***** Available records *****
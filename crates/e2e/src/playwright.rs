//! Playwright browser session over a Node bridge process
//!
//! The session writes a small Node script to a temp directory and keeps it
//! running for the lifetime of the run. Requests and responses are one JSON
//! object per line; bridge responses carry a fixed prefix so that whatever
//! Playwright or Stagehand print on stdout is skipped.

use std::process::Stdio;
use std::sync::atomic::{AtomicU64, Ordering};
use std::time::Duration;

use async_trait::async_trait;
use serde::Deserialize;
use serde_json::{json, Value};
use tokio::io::{AsyncBufReadExt, AsyncWriteExt, BufReader, Lines};
use tokio::process::{Child, ChildStdin, ChildStdout, Command as TokioCommand};
use tokio::sync::Mutex;
use tracing::{debug, info, warn};

use crate::browser::{
    ActionDescriptor, ActionResolver, BrowserDriver, ElementHandle, LoadState, Locator,
    NavigateOptions, PageHandle, WaitState,
};
use crate::config::{Backend, PlaywrightConfig};
use crate::error::{E2eError, E2eResult};

const RESPONSE_PREFIX: &str = "@@pagerun ";
const CONFIG_PLACEHOLDER: &str = "__PAGERUN_CONFIG__";

/// Browser session backed by a long-lived Node bridge
pub struct PlaywrightSession {
    child: Mutex<Child>,
    io: Mutex<BridgeIo>,
    next_id: AtomicU64,
    grace: Duration,
    backend: Backend,
    _script_dir: Option<tempfile::TempDir>,
}

struct BridgeIo {
    stdin: ChildStdin,
    stdout: Lines<BufReader<ChildStdout>>,
}

#[derive(Debug, Deserialize)]
struct BridgeResponse {
    id: u64,
    ok: bool,
    #[serde(default)]
    result: Value,
    #[serde(default)]
    error: Option<String>,
    #[serde(default)]
    timeout: bool,
}

impl BridgeIo {
    /// Read until the response for `id`, skipping log noise and stale replies.
    async fn read_response(&mut self, id: u64) -> E2eResult<BridgeResponse> {
        loop {
            let line = self
                .stdout
                .next_line()
                .await?
                .ok_or_else(|| E2eError::BridgeClosed("stdout closed".to_string()))?;

            let Some(body) = line.strip_prefix(RESPONSE_PREFIX) else {
                debug!(target: "pagerun::bridge", "{}", line);
                continue;
            };

            let response: BridgeResponse = serde_json::from_str(body)?;
            if response.id == id {
                return Ok(response);
            }
            warn!(expected = id, got = response.id, "Discarding stale bridge response");
        }
    }
}

impl PlaywrightSession {
    /// Start the bridge and wait until the browser is up
    pub async fn launch(config: &PlaywrightConfig) -> E2eResult<Self> {
        let script_dir = tempfile::tempdir()?;
        let script_path = script_dir.path().join("pagerun-bridge.js");
        std::fs::write(&script_path, build_bridge_script(config)?)?;

        info!(
            backend = ?config.backend,
            browser = config.browser.as_str(),
            "Launching browser bridge"
        );

        let mut cmd = TokioCommand::new(&config.node_binary);
        cmd.arg(&script_path);

        let mut session = Self::spawn(
            cmd,
            Duration::from_millis(config.startup_timeout_ms),
            Duration::from_millis(config.request_grace_ms),
        )
        .await
        .map_err(|e| match e {
            E2eError::Io(io) if io.kind() == std::io::ErrorKind::NotFound => E2eError::Config(format!(
                "node binary not found: {}",
                config.node_binary.display()
            )),
            other => other,
        })?;
        session.backend = config.backend;
        session._script_dir = Some(script_dir);
        Ok(session)
    }

    /// Spawn an already-configured bridge command and wait for its ready line
    pub async fn spawn(mut cmd: TokioCommand, startup_timeout: Duration, grace: Duration) -> E2eResult<Self> {
        cmd.stdin(Stdio::piped())
            .stdout(Stdio::piped())
            .stderr(Stdio::piped())
            .kill_on_drop(true);

        let mut child = cmd.spawn()?;

        let stdin = child
            .stdin
            .take()
            .ok_or_else(|| E2eError::BridgeClosed("stdin unavailable".to_string()))?;
        let stdout = child
            .stdout
            .take()
            .ok_or_else(|| E2eError::BridgeClosed("stdout unavailable".to_string()))?;

        if let Some(stderr) = child.stderr.take() {
            tokio::spawn(async move {
                let mut lines = BufReader::new(stderr).lines();
                while let Ok(Some(line)) = lines.next_line().await {
                    debug!(target: "pagerun::bridge", "{}", line);
                }
            });
        }

        let mut io = BridgeIo {
            stdin,
            stdout: BufReader::new(stdout).lines(),
        };

        let ready = match tokio::time::timeout(startup_timeout, io.read_response(0)).await {
            Ok(response) => response?,
            Err(_) => return Err(E2eError::timeout("browser bridge startup", startup_timeout)),
        };
        if !ready.ok {
            return Err(E2eError::Playwright(format!(
                "bridge failed to start: {}",
                ready.error.unwrap_or_else(|| "unknown error".to_string())
            )));
        }
        debug!("Browser bridge ready");

        Ok(Self {
            child: Mutex::new(child),
            io: Mutex::new(io),
            next_id: AtomicU64::new(1),
            grace,
            backend: Backend::Stagehand,
            _script_dir: None,
        })
    }

    /// Send one command and wait for its response
    async fn request(&self, cmd: &str, mut params: Value, timeout: Duration) -> E2eResult<Value> {
        let id = self.next_id.fetch_add(1, Ordering::Relaxed);
        params["id"] = json!(id);
        params["cmd"] = json!(cmd);

        let mut line = serde_json::to_string(&params)?;
        line.push('\n');

        let mut io = self.io.lock().await;
        io.stdin.write_all(line.as_bytes()).await?;
        io.stdin.flush().await?;

        let wait = timeout + self.grace;
        let response = match tokio::time::timeout(wait, io.read_response(id)).await {
            Ok(response) => response?,
            Err(_) => return Err(E2eError::timeout(format!("bridge reply to {}", cmd), wait)),
        };

        if response.ok {
            return Ok(response.result);
        }
        let message = response.error.unwrap_or_else(|| "unknown error".to_string());
        if response.timeout {
            Err(E2eError::timeout(format!("{}: {}", cmd, message), timeout))
        } else {
            Err(E2eError::Playwright(message))
        }
    }

    /// Close the browser and wait for the bridge to exit
    pub async fn close(self) -> E2eResult<()> {
        let closed = self
            .request("close", json!({}), Duration::from_secs(10))
            .await;
        if let Err(e) = &closed {
            warn!(error = %e, "Bridge did not close cleanly");
        }

        let mut child = self.child.into_inner();
        match tokio::time::timeout(Duration::from_secs(5), child.wait()).await {
            Ok(status) => {
                debug!("Bridge exited with {}", status?);
            }
            Err(_) => {
                warn!("Bridge still running, killing it");
                child.kill().await?;
            }
        }
        closed.map(|_| ())
    }
}

/// Playwright treats a zero timeout as "wait forever".
fn timeout_ms(timeout: Duration) -> u64 {
    (timeout.as_millis() as u64).max(1)
}

#[async_trait]
impl PageHandle for PlaywrightSession {
    async fn wait_for_load_state(&self, state: LoadState, timeout: Duration) -> E2eResult<()> {
        self.request(
            "waitForLoadState",
            json!({ "state": state.as_str(), "timeout": timeout_ms(timeout) }),
            timeout,
        )
        .await?;
        Ok(())
    }

    async fn wait_for_function(&self, expression: &str, timeout: Duration) -> E2eResult<()> {
        self.request(
            "waitForFunction",
            json!({ "expression": expression, "timeout": timeout_ms(timeout) }),
            timeout,
        )
        .await?;
        Ok(())
    }
}

#[async_trait]
impl BrowserDriver for PlaywrightSession {
    async fn navigate(&self, url: &str, options: NavigateOptions) -> E2eResult<()> {
        info!("Navigating to {}", url);
        self.request(
            "goto",
            json!({
                "url": url,
                "waitUntil": options.wait_until.as_str(),
                "timeout": timeout_ms(options.timeout),
            }),
            options.timeout,
        )
        .await
        .map_err(|e| E2eError::Navigation {
            url: url.to_string(),
            reason: e.to_string(),
        })?;
        Ok(())
    }

    async fn locate_and_wait(
        &self,
        locator: &Locator,
        state: WaitState,
        timeout: Duration,
    ) -> E2eResult<ElementHandle> {
        let result = self
            .request(
                "locate",
                json!({
                    "selector": locator.selector,
                    "frame": locator.frame,
                    "state": state.as_str(),
                    "timeout": timeout_ms(timeout),
                }),
                timeout,
            )
            .await?;

        let id = result
            .as_str()
            .ok_or_else(|| E2eError::ElementNotFound(locator.to_string()))?;
        Ok(ElementHandle::new(id, locator.clone()))
    }

    async fn fill_field(&self, locator: &Locator, value: &str, timeout: Duration) -> E2eResult<()> {
        self.request(
            "fill",
            json!({
                "selector": locator.selector,
                "frame": locator.frame,
                "value": value,
                "timeout": timeout_ms(timeout),
            }),
            timeout,
        )
        .await?;
        Ok(())
    }
}

#[async_trait]
impl ActionResolver for PlaywrightSession {
    async fn resolve_and_preview(&self, instruction: &str) -> E2eResult<ActionDescriptor> {
        let resolution_error = |reason: String| E2eError::ActionResolution {
            instruction: instruction.to_string(),
            reason,
        };

        if self.backend != Backend::Stagehand {
            return Err(resolution_error("observe requires the stagehand backend".to_string()));
        }

        // Model calls are slow; the bridge applies no timeout of its own here.
        let result = self
            .request("observe", json!({ "instruction": instruction }), Duration::from_secs(120))
            .await
            .map_err(|e| resolution_error(e.to_string()))?;

        serde_json::from_value(result).map_err(|e| resolution_error(e.to_string()))
    }

    async fn perform_action(&self, action: &ActionDescriptor) -> E2eResult<()> {
        info!(method = %action.method, selector = %action.selector, "Performing: {}", action.description);
        self.request("act", json!({ "action": action }), Duration::from_secs(120))
            .await?;
        Ok(())
    }
}

/// Render the Node bridge script for `config`
pub fn build_bridge_script(config: &PlaywrightConfig) -> E2eResult<String> {
    let embedded = json!({
        "backend": config.backend,
        "browser": config.browser.as_str(),
        "headless": config.headless,
        "viewportWidth": config.viewport_width,
        "viewportHeight": config.viewport_height,
        "domSettleTimeoutMs": config.dom_settle_timeout_ms,
        "modelName": config.model_name,
        "apiKeyEnv": config.api_key_env,
    });
    Ok(BRIDGE_SCRIPT.replace(CONFIG_PLACEHOLDER, &serde_json::to_string(&embedded)?))
}

const BRIDGE_SCRIPT: &str = r#"
const path = require('path');
const readline = require('readline');
const { createRequire } = require('module');

const CONFIG = __PAGERUN_CONFIG__;
const PREFIX = '@@pagerun ';
const load = createRequire(path.join(process.cwd(), 'pagerun-bridge.js'));

function reply(message) {
  process.stdout.write(PREFIX + JSON.stringify(message) + '\n');
}

function describe(error) {
  return String((error && error.message) || error);
}

async function launch() {
  const viewport = { width: CONFIG.viewportWidth, height: CONFIG.viewportHeight };
  if (CONFIG.backend === 'stagehand') {
    const { Stagehand } = load('@browserbasehq/stagehand');
    const stagehand = new Stagehand({
      env: 'LOCAL',
      verbose: 1,
      domSettleTimeoutMs: CONFIG.domSettleTimeoutMs,
      modelName: CONFIG.modelName,
      modelClientOptions: { apiKey: process.env[CONFIG.apiKeyEnv] },
      localBrowserLaunchOptions: { headless: CONFIG.headless, viewport },
      logger: (line) => console.error(JSON.stringify(line)),
    });
    await stagehand.init();
    return { page: stagehand.page, canObserve: true, close: () => stagehand.close() };
  }

  const playwright = load('playwright');
  const browser = await playwright[CONFIG.browser].launch({ headless: CONFIG.headless });
  const context = await browser.newContext({ viewport });
  const page = await context.newPage();
  return { page, canObserve: false, close: () => browser.close() };
}

(async () => {
  let session;
  try {
    session = await launch();
  } catch (error) {
    reply({ id: 0, ok: false, error: describe(error) });
    process.exit(1);
  }
  const { page } = session;
  const scope = (frame) => (frame ? page.frameLocator(frame) : page);
  let nextElement = 1;

  const handlers = {
    goto: async (r) => {
      await page.goto(r.url, { waitUntil: r.waitUntil, timeout: r.timeout });
      return null;
    },
    waitForLoadState: async (r) => {
      await page.waitForLoadState(r.state, { timeout: r.timeout });
      return null;
    },
    waitForFunction: async (r) => {
      await page.waitForFunction(r.expression, undefined, { timeout: r.timeout });
      return null;
    },
    locate: async (r) => {
      await scope(r.frame).locator(r.selector).waitFor({ state: r.state, timeout: r.timeout });
      return `element-${nextElement++}`;
    },
    fill: async (r) => {
      await scope(r.frame).locator(r.selector).fill(r.value, { timeout: r.timeout });
      return null;
    },
    observe: async (r) => {
      if (!session.canObserve) throw new Error('observe requires the stagehand backend');
      const [action] = await page.observe(r.instruction);
      if (!action) throw new Error('no element matched the instruction');
      return {
        description: action.description,
        method: action.method || action.action,
        selector: action.selector,
        arguments: action.arguments || [],
      };
    },
    act: async (r) => {
      if (!session.canObserve) throw new Error('act requires the stagehand backend');
      await page.act(r.action);
      return null;
    },
    close: async () => {
      await session.close();
      return null;
    },
  };

  reply({ id: 0, ok: true, result: 'ready' });

  const rl = readline.createInterface({ input: process.stdin });
  for await (const line of rl) {
    if (!line.trim()) continue;
    let request;
    try {
      request = JSON.parse(line);
    } catch (error) {
      console.error('unparseable request: ' + line);
      continue;
    }
    try {
      const handler = handlers[request.cmd];
      if (!handler) throw new Error('unknown command: ' + request.cmd);
      reply({ id: request.id, ok: true, result: await handler(request) });
    } catch (error) {
      reply({
        id: request.id,
        ok: false,
        error: describe(error),
        timeout: Boolean(error && error.name === 'TimeoutError'),
      });
    }
    if (request.cmd === 'close') break;
  }
  process.exit(0);
})();
"#;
*****
### Exercise brief
Note which lines carry the word "join" in the material, then copy each of them.

### Result of the exercise
        let script_path = script_dir.path().join("pagerun-bridge.js");
const load = createRequire(path.join(process.cwd(), 'pagerun-bridge.js'));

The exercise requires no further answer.